Etwa zur gleichen Zeit glichen die Papstgemächer einer Entbindungsstation. Schwangere Flüchtlingsfrauen hatten dort Zuflucht gefunden; im Schlafzimmer des Papstes schrien die Neugeborenen. Ungefähr 40 Kinder kamen nach Vatikanangaben auf Castel Gandolfo zur Welt. Viele von ihnen trugen später sogar den Namen des Papstes: Ihre Mütter hatten sie aus Dankbarkeit gegenüber Pius XII. Pio oder nach dessen Taufnamen Eugenio genannt.
Pius XII. selbst kehrte erst 1946 wieder nach Castel Gandolfo zurück, am 24. Juli 1958 kam er zum letzten Mal in den päpstlichen Sommerpalast. Es blieben ihm nur noch gut zwei Monate: Anfang Oktober 1958 erlitt er in der Papstresidenz zwei Gehirnschläge. Für mehrere Tage fiel er in Agonie und zum ersten Mal waren die Augen der Weltöffentlichkeit nicht auf Rom, sondern auf das gut 25 Kilometer entfernte Castel Gandolfo gerichtet.

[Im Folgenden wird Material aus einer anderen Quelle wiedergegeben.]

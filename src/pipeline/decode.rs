//! SSE framing and chunk decoding (Bytes -> lines -> StreamChunk)

use crate::types::chunk::StreamChunk;
use crate::BoxStream;
use bytes::Bytes;
use futures::{stream, Stream, StreamExt};
use tracing::trace;

/// Payload marking the end of a completion stream.
pub const DONE_SIGNAL: &str = "[DONE]";

/// Decode one SSE line into a chunk.
///
/// Only `data:` lines carry chunks; the single optional space after the
/// colon is ignored. Comments, other fields, empty payloads, `[DONE]` and
/// undecodable JSON all yield `None`.
pub fn parse_chunk(raw_line: &[u8]) -> Option<StreamChunk> {
    let line = String::from_utf8_lossy(raw_line);
    let payload = line.trim().strip_prefix("data:")?.trim();
    if payload.is_empty() || payload == DONE_SIGNAL {
        return None;
    }
    match serde_json::from_str(payload) {
        Ok(chunk) => Some(chunk),
        Err(e) => {
            trace!(error = %e, "skipping undecodable SSE payload");
            None
        }
    }
}

/// Re-frame an arbitrary byte stream into SSE lines.
///
/// Transport chunks need not align with lines: partial lines are buffered
/// across chunks and the tail is flushed at EOF. Line terminators (`\n` or
/// `\r\n`) are stripped and blank lines dropped. Transport errors are passed
/// through in order.
pub fn sse_lines<'a, S>(input: S) -> BoxStream<'a, Bytes>
where
    S: Stream<Item = crate::Result<Bytes>> + Send + 'a,
{
    let input = Box::pin(input);
    let lines = stream::unfold(
        (input, Vec::<u8>::new(), false),
        |(mut input, mut buf, mut eof)| async move {
            loop {
                if let Some(pos) = buf.iter().position(|b| *b == b'\n') {
                    let mut line: Vec<u8> = buf.drain(..=pos).collect();
                    line.pop();
                    if line.last() == Some(&b'\r') {
                        line.pop();
                    }
                    if line.is_empty() {
                        continue;
                    }
                    return Some((Ok(Bytes::from(line)), (input, buf, eof)));
                }

                if eof {
                    let mut line = std::mem::take(&mut buf);
                    if line.last() == Some(&b'\r') {
                        line.pop();
                    }
                    if line.is_empty() {
                        return None;
                    }
                    return Some((Ok(Bytes::from(line)), (input, buf, eof)));
                }

                match input.next().await {
                    Some(Ok(bytes)) => buf.extend_from_slice(&bytes),
                    Some(Err(e)) => return Some((Err(e), (input, buf, eof))),
                    None => eof = true,
                }
            }
        },
    );
    Box::pin(lines)
}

"I want the dead pope live!"
Die noch junge Eurovision ging damals direkt aus dem Ort auf Sendung, Radio Vatikan richtete ein provisorisches Radiostudio im Sommerpalast ein, Zeitungen schickten Sonderkorrespondenten, die Tag und Nacht vor der Tür ausharren mussten. Im Wettlauf um die erste Meldung vom Tod des Papstes kam es zu zahlreichen vorzeitigen Todesmeldungen. Der Programmverantwortliche der Eurovision in Brüssel soll seine Kollegen bei der italienischen Rai mit dem Ruf "I want the dead pope live!" zur Wachsamkeit ermahnt haben, um das Ableben des Pontifex keinesfalls zu versäumen, das schließlich am frühen Morgen des 9. Oktober 1958 eintrat.
Zu einem Medienereignis ganz anderer Art wurde Johannes Paul II., der als erster den päpstlichen Sommersitz für sportliche Aktivitäten nutzte. Er spielte Tennis, kickte mit den Söhnen der Gärtner und zog seine Bahnen in einem eigens für ihn errichteten Schwimmbecken. Den Kritikern des Poolbaus entgegnete er, eine neue Papstwahl sei teurer. Paparazzi nutzten die Gelegenheit und schossen Fotos vom Papst in Badehose.
Mitte der achtziger Jahre brachte der polnische Papst den Sommersitz noch auf andere Weise ins Gespräch, als er dorthin bedeutende Philosophen und Theologen zu Konferenzen einlud. Bei den sogenannten Castel-Gandolfo-Gesprächen im Schweizersaal der Residenz saß der Papst in seinem Sessel in einer Ecke und war ganz stiller Zuhörer. Weckte ein Vortrag sein Interesse oder erregte er seinen Widerspruch, lud er den Referenten anschließend zum gemeinsamen Mittagessen in sein Esszimmer.
Ort der Entscheidung
Der Professorenpapst Benedikt XVI. setzte die Tradition legendärer Einladungen fort: Neben ehemaligen Doktoranden und akademischen Weggefährten empfing er in Castel Gandolfo unter anderem den Kirchenkritiker Hans Küng, Bundeskanzlerin Angela Merkel, den Generaloberer der Piusbruderschaft, Bernard Fellay, und die Botschafter mehrerer muslimischer Länder. Letztere hatte er im September 2006 eilig nach Gandolfo gebeten, um die Wogen nach seiner verunglückten Regensburger Rede zu glätten, die von Vertretern des Islam als "Hasspredigt" kritisiert worden war.
Wenn der Altpapst nun also ins beschauliche Castel Gandolfo zurückkehrt, wird er dort somit auch mit den Schattenseiten seines Pontifikats konfrontiert sein. Das Domizil in den Albaner Bergen war möglicherweise auch der Ort, an dem seine Entscheidung zum Rücktritt gefallen war. Benedikt XVI. hatte sich dorthin Anfang April 2012 nach seiner anstrengenden Reise nach Mexiko und Kuba und den kräftezehrenden Osterfeierlichkeiten zurückgezogen.
Nicht einmal ein Jahr darauf kehrt er nun als emeritierter Bischof von Rom an diesen Ort zurück. Ein geeignetes Rückzugsgebiet ist der Sommerpalast in jedem Fall. Immerhin ist die gesamte Anlage mit 55 Hektar größer als der Vatikan selbst.